The other morning, Colby was possessed by the devil. She refused to dress herself or let herself be dressed or allow anyone to speak or breathe. She started screaming like a bloody banshee and pinwheeling her arms and legs and then melted into an angry puddle of preschooler on the floor. Again, maybe if we'd had the time and the energy to calmly reason with this vicious imp, we could have solved things more amicably. And/or called in an exorcist. But in real life, DM and I both had meetings, attendance mandatory, and we needed to GTFO of there. So we basically had to tag-team the child and dress her spastic noodly limbs against her will. This was maybe the maddest she's ever been. But not sixty seconds later she latches on to me like a koala, looks up at me with her big round brown eyes, and says, "Mama, I need a snuggle."

Same thing happens with Jack all the time. He is SO sensitive and emotional, depending on which way the wind blows, the littlest things can turn into World War III. I actually got "I HATE YOU!" for the first time the other day. It was jarring and heartbreaking and a tiny bit funny, too. But in the midst of that fury, I ask "Do you think you need a hug?" And his answer is, always, "Yeah, maybe." <3

Anyway, whatever else we're building here, the foundation is love. (Well, love, glitter glue, and goldfish crumbs.) And one thing I can be proud of is that my children know it and feel it too. (The love and the crumbs.)

OMG you guys. I am literally incapable of writing a short blog post. This was just supposed to be a "quick" one. Whoops. The other night I was complaining to DM that the book I was reading was "aggressively wordy" and he said "Sounds like it's right up your alley." ;)


Thursday, March 10, 2016

Kombucha Wagon

I belong to a few touchy-feely, no-judgment-zone mommy groups online. Mostly they're comprised of kind, thoughtful, well-meaning people, but I gotta say, there are always the outliers. Everybody has their pet issue, like, "I believe you should just be your best self, I don't judge, unless you [fill in the blank], in which case you are a terrible mother and I feel sorry for your children." And look, I'm not about to claim I'm Benevolent Queen Even Keel, doling out support, smiles and sunshine without assumptions or conclusions. I've come a long way, but I still catch myself formulating unfounded opinions about people I know nothing about (and people I know very well). I'm working on it.

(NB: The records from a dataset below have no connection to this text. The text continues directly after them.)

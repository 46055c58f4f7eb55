//! Segment scheduling and mixing for emotive narration.
//!
//! A script arrives as [`TaggedSegment`]s. The [`voice`] module turns each
//! one into synthesis markup and voice settings, the [`scheduler`] lays the
//! segments out on a timeline with overlapping crossfades, and the [`mix`]
//! engine renders the synthesized clips into one normalized WAV track.

pub mod audio;
pub mod cache;
pub mod config;
pub mod error;
pub mod mix;
pub mod names;
pub mod pipeline;
pub mod scheduler;
pub mod types;
pub mod voice;

pub use config::SegueConfig;
pub use error::{Error, Result};
pub use mix::{MixInput, MixingEngine};
pub use pipeline::{Pipeline, SegmentTagger, Synthesizer};
pub use scheduler::Scheduler;
pub use types::{
    AudioHandle, DecodedAudioBuffer, EmotionalTone, MixedAudioResult, ScheduledSegment,
    SpeechRate, TaggedSegment, Volume,
};
pub use voice::{VoiceMapper, VoiceRequest};
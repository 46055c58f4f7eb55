//! Mixing engine: overlap-add of scheduled segments with fades and a
//! global peak normalization pass.

pub mod engine;
pub mod envelope;

pub use engine::{MixInput, MixingEngine, RenderedMix};
pub use envelope::{Block, Blocks, GainEnvelope};
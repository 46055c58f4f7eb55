//! Voice parameter mapping: lexical analysis, voice settings, speech markup.

pub mod analysis;
pub mod mapper;
pub mod markup;

pub use analysis::{ContextualMood, TextAnalysis};
pub use mapper::{VoiceMapper, VoiceRequest};
pub use markup::{Markup, MarkupBuilder, MarkupDialect, Ssml};
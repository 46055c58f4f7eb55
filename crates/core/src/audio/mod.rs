//! Audio decoding, WAV encoding and device playback.

pub mod decode;
pub mod encode;
#[cfg(feature = "playback")]
pub mod playback;

pub use decode::{decode_audio, resample};
pub use encode::{encode_mix, encode_wav};
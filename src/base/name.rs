//! Qualified name primitives.
//!
//! PHP separates namespace segments with a backslash. A name that starts
//! with the separator is fully qualified; any other name is resolved
//! against the imports and namespace in effect where it is written.

/// The namespace qualifier separator.
pub const NS_SEPARATOR: char = '\\';

/// Split a name into its first segment and the remaining suffix.
///
/// The suffix keeps its leading separator so that it can be appended to a
/// resolved prefix verbatim: `"Foo\Bar\Baz"` → `("Foo", "\Bar\Baz")`.
pub fn first_segment(name: &str) -> (&str, &str) {
    match name.find(NS_SEPARATOR) {
        Some(pos) => name.split_at(pos),
        None => (name, ""),
    }
}

/// Strip exactly one leading separator, if present.
pub fn strip_leading_separator(name: &str) -> Option<&str> {
    name.strip_prefix(NS_SEPARATOR)
}

/// The namespace part of a fully-qualified class name.
///
/// Returns the empty string for classes in the global namespace.
pub fn namespace_of(fqcn: &str) -> &str {
    let fqcn = fqcn.strip_prefix(NS_SEPARATOR).unwrap_or(fqcn);
    match fqcn.rfind(NS_SEPARATOR) {
        Some(pos) => &fqcn[..pos],
        None => "",
    }
}

/// The last segment of a qualified name.
pub fn short_name(name: &str) -> &str {
    match name.rfind(NS_SEPARATOR) {
        Some(pos) => &name[pos + 1..],
        None => name,
    }
}

/// Join a namespace and a relative name.
///
/// The global namespace is the empty string, so a name joined to it keeps
/// a leading separator: `("", "Foo")` → `"\Foo"`.
pub fn join_namespace(namespace: &str, name: &str) -> String {
    format!("{namespace}{NS_SEPARATOR}{name}")
}
//! Filesystem access.
//!
//! `hir` only sees the [`SourceReader`](crate::hir::SourceReader) trait; this
//! module provides the implementation backed by the real filesystem and a
//! helper to preload files into a [`FileSet`](crate::hir::FileSet).

mod source_loader;

pub use source_loader::{FsSourceReader, load_file_into};
// ============================================================================
// RESOLUTION CONTEXT
// ============================================================================

/// The declaration site a type name is written at.
///
/// Member and parameter contexts carry the class they were obtained from;
/// the declaring class is found by walking up from it.
#[derive(Clone, Copy, Debug)]
pub enum ReflectionContext<'a> {
    Class(&'a ClassDescriptor),
    ClassConstant {
        class: &'a ClassDescriptor,
        name: &'a str,
    },
    Property {
        class: &'a ClassDescriptor,
        property: &'a PropertyDescriptor,
    },
    Method {
        class: &'a ClassDescriptor,
        method: &'a MethodDescriptor,
    },
    Parameter {
        class: Option<&'a ClassDescriptor>,
        function: FunctionRef<'a>,
        parameter: &'a ParameterDescriptor,
    },
    Function(&'a FunctionDescriptor),
}

impl<'a> ReflectionContext<'a> {
    pub fn kind(&self) -> ContextKind {
        match self {
            ReflectionContext::Class(_) => ContextKind::Class,
            ReflectionContext::ClassConstant { .. } => ContextKind::ClassConstant,
            ReflectionContext::Property { .. } => ContextKind::Property,
            ReflectionContext::Method { .. } => ContextKind::Method,
            ReflectionContext::Parameter { .. } => ContextKind::Parameter,
            ReflectionContext::Function(function) => FunctionRef::Function(*function).context_kind(),
        }
    }

    /// The class whose source unit governs name resolution here.
    pub fn declaring_class(&self) -> Option<&'a ClassDescriptor> {
        match *self {
            ReflectionContext::Class(class) => Some(class),
            ReflectionContext::ClassConstant { class, .. } => Some(class),
            ReflectionContext::Property { class, property } => class.ancestor_or_self(&property.declaring_class),
            ReflectionContext::Method { class, method } => class.ancestor_or_self(&method.declaring_class),
            ReflectionContext::Parameter {
                class: Some(class),
                function: FunctionRef::Method(method),
                ..
            } => class.ancestor_or_self(&method.declaring_class),
            ReflectionContext::Parameter { .. } | ReflectionContext::Function(_) => None,
        }
    }
}
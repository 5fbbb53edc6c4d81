//! Name resolution: resolving written type names to fully-qualified names.
//!
//! Resolution follows the rules PHP applies at compile time:
//!
//! 1. **Fully qualified** - a name starting with `\` is taken as written,
//!    minus the separator.
//! 2. **Imported** - otherwise the first segment is looked up,
//!    case-insensitively, among the `use` imports of the namespace block;
//!    on a hit the import target replaces that segment.
//! 3. **Namespace-relative** - otherwise the name is relative to the
//!    current namespace.
//!
//! ## Key Data Structures
//!
//! - [`AliasTable`] - lowercased short name → fully-qualified name
//! - [`ResolutionContext`] - namespace + alias table for one resolution task
//! - [`ImportResolver`] - query-time resolution against a context
//!
//! See <http://www.php.net/manual/en/language.namespaces.importing.php>.

use std::sync::Arc;

use rustc_hash::FxHashMap;
use smol_str::SmolStr;

use super::error::{ReflectionError, Result};
use super::reflect::ReflectionContext;
use super::source::SourceReader;
use crate::base::{first_segment, join_namespace, strip_leading_separator};
use crate::syntax::{ImportKind, ParsedImports, parse_imports};

// ============================================================================
// ALIAS TABLE
// ============================================================================

/// Class imports in effect in one namespace.
///
/// Keys are lowercase; values keep their original case. Built once, then
/// read-only.
#[derive(Clone, Debug, Default, PartialEq, Eq)]
pub struct AliasTable {
    aliases: FxHashMap<SmolStr, Arc<str>>,
}

impl AliasTable {
    /// An empty table.
    pub fn new() -> Self {
        Self::default()
    }

    /// Class imports in effect for `class` (a short name) in `namespace`.
    ///
    /// Only the block chosen by [`ParsedImports::block_for`] contributes.
    /// Function and constant imports do not alias class names and are
    /// left out. A later import with the same alias replaces an earlier one.
    pub fn from_imports(imports: &ParsedImports, namespace: &str, class: Option<&str>) -> Self {
        let Some(block) = imports.block_for(namespace, class) else {
            return Self::new();
        };

        block
            .imports
            .iter()
            .filter(|import| import.kind == ImportKind::Class)
            .inspect(|import| {
                tracing::trace!(
                    alias = %import.alias,
                    target = %import.name,
                    at = %imports.line_col(import),
                    "class alias in effect"
                );
            })
            .map(|import| (import.alias.clone(), Arc::from(import.name.as_str())))
            .collect()
    }

    /// Look up the first segment of a name.
    pub fn lookup(&self, segment: &str) -> Option<&Arc<str>> {
        if segment.bytes().any(|b| b.is_ascii_uppercase()) {
            self.aliases.get(segment.to_ascii_lowercase().as_str())
        } else {
            self.aliases.get(segment)
        }
    }

    /// Iterate over `(lowercase alias, fully-qualified name)` pairs.
    pub fn iter(&self) -> impl Iterator<Item = (&str, &str)> {
        self.aliases.iter().map(|(k, v)| (k.as_str(), v.as_ref()))
    }

    pub fn len(&self) -> usize {
        self.aliases.len()
    }

    pub fn is_empty(&self) -> bool {
        self.aliases.is_empty()
    }
}

impl<K: AsRef<str>, V: Into<Arc<str>>> FromIterator<(K, V)> for AliasTable {
    fn from_iter<I: IntoIterator<Item = (K, V)>>(iter: I) -> Self {
        let aliases = iter
            .into_iter()
            .map(|(alias, target)| (SmolStr::new(alias.as_ref().to_ascii_lowercase()), target.into()))
            .collect();
        Self { aliases }
    }
}

// ============================================================================
// RESOLUTION CONTEXT
// ============================================================================

/// The namespace and imports a name is resolved against.
#[derive(Clone, Debug, Default, PartialEq, Eq)]
pub struct ResolutionContext {
    namespace: Arc<str>,
    aliases: AliasTable,
}

impl ResolutionContext {
    pub fn new(namespace: &str, aliases: AliasTable) -> Self {
        let namespace = strip_leading_separator(namespace).unwrap_or(namespace);
        Self {
            namespace: Arc::from(namespace),
            aliases,
        }
    }

    /// The current namespace; empty for the global namespace.
    pub fn namespace(&self) -> &str {
        &self.namespace
    }

    pub fn aliases(&self) -> &AliasTable {
        &self.aliases
    }
}

// ============================================================================
// RESOLVER
// ============================================================================

/// Resolves class names written at one declaration site.
///
/// Owns its [`ResolutionContext`]; resolution is pure, so a resolver can be
/// shared read-only between threads.
#[derive(Clone, Debug, PartialEq, Eq)]
pub struct ImportResolver {
    context: ResolutionContext,
}

impl ImportResolver {
    /// Build a resolver for the declaration site `context`.
    ///
    /// The declaring class is inferred from the context, its source file
    /// read through `reader`, and the imports of the class's namespace
    /// collected.
    ///
    /// # Errors
    ///
    /// [`ReflectionError::InvalidContext`] when the context has no declaring
    /// class (free functions, closures) or the class has no source file
    /// (built-in classes); [`ReflectionError::Io`] when the file cannot be
    /// read.
    pub fn new(context: ReflectionContext<'_>, reader: &dyn SourceReader) -> Result<Self> {
        let kind = context.kind();
        let class = context
            .declaring_class()
            .ok_or_else(|| ReflectionError::invalid_context("declaring class", kind))?;
        let file_name = class
            .file_name()
            .ok_or_else(|| ReflectionError::invalid_context("file name", kind))?;

        let source = reader.read_source(file_name)?;
        let imports = parse_imports(&source);
        let aliases = AliasTable::from_imports(&imports, class.namespace(), Some(class.short_name()));
        let resolver = Self::from_table(class.namespace(), aliases);

        tracing::debug!(
            class = class.name(),
            file = %file_name.display(),
            namespace = resolver.namespace(),
            aliases = resolver.aliases().len(),
            "built import resolver"
        );
        Ok(resolver)
    }

    /// Build a resolver from raw source text for the given namespace.
    ///
    /// Without a class to locate, the last block opening `namespace`
    /// supplies the imports.
    pub fn from_source(source: &str, namespace: &str) -> Self {
        let imports = parse_imports(source);
        Self::from_table(namespace, AliasTable::from_imports(&imports, namespace, None))
    }

    pub fn from_table(namespace: &str, aliases: AliasTable) -> Self {
        Self {
            context: ResolutionContext::new(namespace, aliases),
        }
    }

    pub fn context(&self) -> &ResolutionContext {
        &self.context
    }

    pub fn namespace(&self) -> &str {
        self.context.namespace()
    }

    pub fn aliases(&self) -> &AliasTable {
        self.context.aliases()
    }

    /// Resolve a class or interface name to its fully-qualified form.
    ///
    /// Never fails: a name that matches no import is taken to be relative
    /// to the current namespace, which for the global namespace gives a
    /// leading separator (`Foo` → `\Foo`).
    pub fn resolve(&self, name: &str) -> String {
        if let Some(qualified) = strip_leading_separator(name) {
            return qualified.to_string();
        }

        let (first, rest) = first_segment(name);
        if let Some(target) = self.aliases().lookup(first) {
            return format!("{target}{rest}");
        }

        join_namespace(self.namespace(), name)
    }
}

To be clear, I'm talking about "judgment" per the modern mommy vernacular. Negative judgment. The snap decision that someone is "less-than" as a parent or a person because of the decisions they make, or their circumstances, or the way they look, act, speak, etc. Judgment in itself - the ability to make considered decisions or come to sensible conclusions - is an indispensable tool. You're going to have a rough time without it.

As I've mentioned here before, I think even the nasty kind of judgyness is somewhat ingrained. We stick with "our kind," we understand them, we trust them, we feel safe with them, they "get" us, we can be ourselves. Conversely, we distance ourselves from "others." It think this is human nature, at least in part. Then again, so is cannibalism. And that's kind of what judgment is. Cannibalism of people's souls.

Just because we're hard-wired for a particular behavior doesn't mean it's right or good.

Honestly, I'm not even judging your judgyness. I totally get it. I always think I'm right. I have, hundreds of times, thought to myself, "Ugh, I just wish I could live that person's life for them because they are DOING IT WRONG! I would obviously do a way better job." But this approach is problematic for many reasons, including, but not limited to:

1) Even if someone is making a mistake, they need to figure that out for themselves. No one is really going to change unless it's their decision to do so. Maybe I just surround myself with stubborn mules, but I have never had someone say, "Wow, you know what Mackenzie? You are so right. I have seen the error of my ways. Thank you for showing me the light. Thank you, Oh Wise One, for guiding me to the path of righteousness." No. If we're being real, telling somebody they're doing it wrong is just a sure fire way to get them to dig in their heels and do it even wrong-er-er.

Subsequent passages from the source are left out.